October 18, 2013

Why Should County Taxpayers Fund Private Medical Research?

Jackson County’s ballot proposal for a medical research tax to raise $800 million over 20 years has had a controversial reception. The proposed tax is intended to fund research on “translational medicine,” which turns existing scientific research into marketable drugs, medical devices, and diagnostic tools. The Pitch recently wrote an excellent summation of different viewpoints on the tax, including those of Show-Me Institute Chairman Crosby Kemper III.

Supporters of the tax leave a few questions unanswered: Why a county-level tax? Supporters cite lack of federal research funds as an impetus to look for more local funds, but sales taxes typically fund public assets such as parks or public safety projects. The half-cent tax would make Kansas City’s already high sales tax rate one of the highest in the country. Do other local governments fund this type of research with specific taxes?

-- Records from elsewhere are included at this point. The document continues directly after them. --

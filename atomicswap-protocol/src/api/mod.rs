// HTTP control plane: the surface chain adapters and operators use to
// submit callbacks and query swap/identity state.

pub mod error;
pub mod routes;
pub mod state;

pub use error::AppError;
pub use routes::router;
pub use state::AppState;
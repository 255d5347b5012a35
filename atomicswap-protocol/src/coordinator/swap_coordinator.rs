use crate::config::CoordinatorConfig;
use crate::coordinator::events::{AdapterEvent, AdapterRouter};
use crate::data_structures::{
    new_swap_id, swap_id_from_idempotency_key, AssetSpec, ChainTxRef, InvalidTransition,
    LegRecord, PortableId, SwapId, SwapLeg, SwapRecord, SwapState,
};
use crate::identity::{IdentityResolver, ResolveError};
use crate::registry::{RegistryError, SwapRegistry};
use crate::supervisor::TimeoutSupervisor;
use chrono::Utc;
use log::{info, warn};
use std::sync::Arc;
use std::time::Duration;
use thiserror::Error;
use tokio::sync::mpsc;

#[derive(Clone, Debug, PartialEq, Error)]
pub enum SwapError {
    #[error(transparent)]
    Resolve(#[from] ResolveError),
    #[error(transparent)]
    Registry(RegistryError),
    #[error("invalid swap request: {0}")]
    Validation(String),
    #[error("swap '{swap_id}' is in state {state} and not accepting lock reports")]
    NotAcceptingLocks { swap_id: SwapId, state: SwapState },
    #[error("swap '{swap_id}' is past its expiry deadline")]
    SwapExpired { swap_id: SwapId },
    #[error("{leg} leg of swap '{swap_id}' is already locked with a different tx ref")]
    ConflictingLockProof { swap_id: SwapId, leg: SwapLeg },
    #[error("{leg} leg of swap '{swap_id}' is already unlocked with a different tx ref")]
    ConflictingRollbackProof { swap_id: SwapId, leg: SwapLeg },
    #[error("{leg} leg of swap '{swap_id}' holds no lock")]
    LegNotLocked { swap_id: SwapId, leg: SwapLeg },
    #[error("swap '{swap_id}' is in state {state}, not rolling back")]
    RollbackNotInProgress { swap_id: SwapId, state: SwapState },
    #[error("chain '{chain}' serves no leg of swap '{swap_id}'")]
    UnknownChain { swap_id: SwapId, chain: String },
    #[error("idempotency key already maps to swap '{swap_id}' with a different payload")]
    IdempotencyMismatch { swap_id: SwapId },
}

impl From<RegistryError> for SwapError {
    fn from(e: RegistryError) -> Self {
        SwapError::Registry(e)
    }
}

impl From<InvalidTransition> for SwapError {
    fn from(e: InvalidTransition) -> Self {
        SwapError::Registry(RegistryError::InvalidTransition(e))
    }
}

/// A swap initiation request. `timeout` falls back to the configured
/// default and is clamped to the configured maximum; a retried request
/// carrying the same `idempotency_key` maps onto the same swap.
#[derive(Clone, Debug)]
pub struct InitiateRequest {
    pub initiator: PortableId,
    pub responder: PortableId,
    pub initiator_asset: AssetSpec,
    pub responder_asset: AssetSpec,
    pub timeout: Option<Duration>,
    pub idempotency_key: Option<String>,
}
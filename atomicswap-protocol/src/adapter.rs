use crate::coordinator::{AdapterEvent, SwapCoordinator};
use crate::data_structures::{AssetSpec, ChainTxRef, SwapId};
use async_trait::async_trait;
use log::{debug, error, info, warn};
use std::sync::Arc;
use thiserror::Error;
use tokio::sync::mpsc;
use tokio::task::JoinHandle;

#[derive(Clone, Debug, PartialEq, Eq, Error)]
pub enum AdapterError {
    #[error("lock rejected: {0}")]
    LockRejected(String),
    #[error("unlock rejected: {0}")]
    UnlockRejected(String),
    #[error("chain unavailable: {0}")]
    Unavailable(String),
}

/// The per-chain collaborator contract.
///
/// `lock` must be the irreversible leg of the swap on its chain, not a
/// revocable reservation: the coordinator declares a swap completed as
/// soon as both legs report locks, so a lock that the owner could still
/// revoke would break atomicity. Adapters are expected to retry their own
/// transient submission failures before reporting an error; the
/// coordinator's callbacks are idempotent, so redelivery is safe.
#[async_trait]
pub trait ChainAdapter: Send + Sync {
    /// The chain this adapter serves.
    fn chain(&self) -> &str;

    /// Irreversibly commits the asset to the swap on this chain, returning
    /// the chain transaction reference of the lock.
    async fn lock(
        &self,
        swap_id: &SwapId,
        address: &str,
        asset: &AssetSpec,
    ) -> Result<ChainTxRef, AdapterError>;

    /// Reverses a previous lock, returning the unlock transaction reference.
    async fn unlock(
        &self,
        swap_id: &SwapId,
        lock_tx_ref: &ChainTxRef,
    ) -> Result<ChainTxRef, AdapterError>;
}

/// Bridges a `ChainAdapter` onto the coordinator's event channels for
/// in-process operation: consumes the chain's event stream, performs the
/// chain calls and reports outcomes back through the coordinator's
/// callbacks. Out-of-process adapters speak the HTTP control plane
/// instead and never use this type.
pub struct AdapterRunner {
    adapter: Arc<dyn ChainAdapter>,
    coordinator: Arc<SwapCoordinator>,
}

impl AdapterRunner {
    pub fn new(adapter: Arc<dyn ChainAdapter>, coordinator: Arc<SwapCoordinator>) -> Self {
        AdapterRunner {
            adapter,
            coordinator,
        }
    }

    /// Subscribes the adapter to its chain and spawns the event loop.
    /// The task ends when the coordinator drops the chain's channel.
    pub fn spawn(self) -> JoinHandle<()> {
        let events = self.coordinator.subscribe(self.adapter.chain());
        tokio::spawn(self.run(events))
    }

    async fn run(self, mut events: mpsc::Receiver<AdapterEvent>) {
        let chain = self.adapter.chain().to_string();
        info!("[AdapterRunner] Event loop started for chain {}", chain);
        while let Some(event) = events.recv().await {
            match event {
                AdapterEvent::SwapInitiated {
                    swap_id,
                    leg,
                    resolved_address,
                    asset,
                    ..
                } => {
                    debug!(
                        "[AdapterRunner:{}] Locking {} leg of swap {}",
                        chain, leg, swap_id
                    );
                    match self.adapter.lock(&swap_id, &resolved_address, &asset).await {
                        Ok(tx_ref) => {
                            if let Err(e) = self.coordinator.report_lock(&swap_id, leg, tx_ref) {
                                warn!(
                                    "[AdapterRunner:{}] Lock report rejected for swap {}: {}",
                                    chain, swap_id, e
                                );
                            }
                        }
                        Err(e) => {
                            warn!(
                                "[AdapterRunner:{}] Lock failed for swap {}: {}",
                                chain, swap_id, e
                            );
                            if let Err(e) =
                                self.coordinator
                                    .report_lock_failure(&swap_id, leg, &e.to_string())
                            {
                                warn!(
                                    "[AdapterRunner:{}] Lock-failure report rejected for swap {}: {}",
                                    chain, swap_id, e
                                );
                            }
                        }
                    }
                }
                AdapterEvent::SwapRollbackRequested {
                    swap_id,
                    legs_to_unlock,
                } => {
                    // Unlock only the leg this chain serves.
                    let leg = match self.coordinator.leg_for_chain(&swap_id, &chain) {
                        Ok(leg) if legs_to_unlock.contains(&leg) => leg,
                        Ok(_) => continue,
                        Err(e) => {
                            warn!(
                                "[AdapterRunner:{}] Rollback request for unknown swap {}: {}",
                                chain, swap_id, e
                            );
                            continue;
                        }
                    };
                    let lock_tx_ref = self
                        .coordinator
                        .get_swap(&swap_id)
                        .and_then(|r| r.leg(leg).lock_proof.clone());
                    let Some(lock_tx_ref) = lock_tx_ref else {
                        warn!(
                            "[AdapterRunner:{}] No lock proof recorded for swap {} {} leg, skipping unlock",
                            chain, swap_id, leg
                        );
                        continue;
                    };
                    match self.adapter.unlock(&swap_id, &lock_tx_ref).await {
                        Ok(tx_ref) => {
                            if let Err(e) = self.coordinator.report_unlock(&swap_id, leg, tx_ref) {
                                warn!(
                                    "[AdapterRunner:{}] Unlock report rejected for swap {}: {}",
                                    chain, swap_id, e
                                );
                            }
                        }
                        Err(e) => {
                            error!(
                                "[AdapterRunner:{}] Unlock failed for swap {}: {}",
                                chain, swap_id, e
                            );
                            if let Err(e) =
                                self.coordinator
                                    .report_unlock_failure(&swap_id, leg, &e.to_string())
                            {
                                warn!(
                                    "[AdapterRunner:{}] Unlock-failure report rejected for swap {}: {}",
                                    chain, swap_id, e
                                );
                            }
                        }
                    }
                }
                AdapterEvent::SwapCompleted { swap_id } => {
                    // Nothing left to submit; the lock itself was the
                    // irreversible transfer on this chain.
                    info!(
                        "[AdapterRunner:{}] Swap {} completed",
                        chain, swap_id
                    );
                }
            }
        }
        info!("[AdapterRunner] Event loop ended for chain {}", chain);
    }
}

#[cfg(test)]
mod tests {
    use super::*;
    use crate::config::CoordinatorConfig;
    use crate::data_structures::SwapState;
    use crate::identity::{IdentityResolver, IdentityStore};
    use crate::test_utils::{test_identity_store, test_request, MockChainAdapter};
    use std::time::Duration;
    use tokio::time::sleep;

    fn coordinator() -> Arc<SwapCoordinator> {
        let store: Arc<IdentityStore> = Arc::new(test_identity_store());
        SwapCoordinator::new(
            CoordinatorConfig::default(),
            IdentityResolver::new(store),
        )
    }

    #[tokio::test]
    async fn runners_drive_swap_to_completion() {
        let coordinator = coordinator();
        let adapter_a = Arc::new(MockChainAdapter::new("chain-a"));
        let adapter_b = Arc::new(MockChainAdapter::new("chain-b"));
        AdapterRunner::new(adapter_a.clone(), Arc::clone(&coordinator)).spawn();
        AdapterRunner::new(adapter_b.clone(), Arc::clone(&coordinator)).spawn();

        let swap_id = coordinator.initiate(test_request()).unwrap();
        sleep(Duration::from_millis(200)).await;

        let record = coordinator.get_swap(&swap_id).unwrap();
        assert_eq!(record.state, SwapState::Completed);
        assert_eq!(adapter_a.locks_performed(), 1);
        assert_eq!(adapter_b.locks_performed(), 1);
    }

    #[tokio::test]
    async fn lock_failure_on_one_chain_unwinds_the_other() {
        let coordinator = coordinator();
        let adapter_a = Arc::new(MockChainAdapter::new("chain-a"));
        let adapter_b = Arc::new(MockChainAdapter::new("chain-b"));
        adapter_b.fail_next_lock("insufficient balance");
        // Delay chain-b so chain-a's lock lands before the failure report.
        adapter_b.set_lock_delay(Duration::from_millis(100));
        AdapterRunner::new(adapter_a.clone(), Arc::clone(&coordinator)).spawn();
        AdapterRunner::new(adapter_b.clone(), Arc::clone(&coordinator)).spawn();

        let swap_id = coordinator.initiate(test_request()).unwrap();
        sleep(Duration::from_millis(300)).await;

        let record = coordinator.get_swap(&swap_id).unwrap();
        assert_eq!(record.state, SwapState::RolledBack);
        // chain-a locked then unlocked; chain-b never held a lock.
        assert_eq!(adapter_a.unlocks_performed(), 1);
        assert_eq!(adapter_b.unlocks_performed(), 0);
        assert!(record.initiator_leg.rollback_proof.is_some());
        assert_eq!(record.responder_leg.lock_proof, None);
    }
}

I could only find two comparable taxes: one in Johnson County, Kan., and one in Rochester, Minn. (If anyone knows of other like taxes, please share them in the comments.) Even these two taxes have very important differences, however, from the Jackson County proposal.

Voters in Johnson County passed a one-eighth-cent sales tax in 2008 to fund the Johnson County Education Research Triangle. The money went toward building facilities at Kansas University and Kansas State, as well as to some researcher salaries. Jackson County’s proposal, however, would divert more than half of the revenue to private medical institutions: $20 million to Children’s Mercy and $8 million to St. Luke’s Hospital.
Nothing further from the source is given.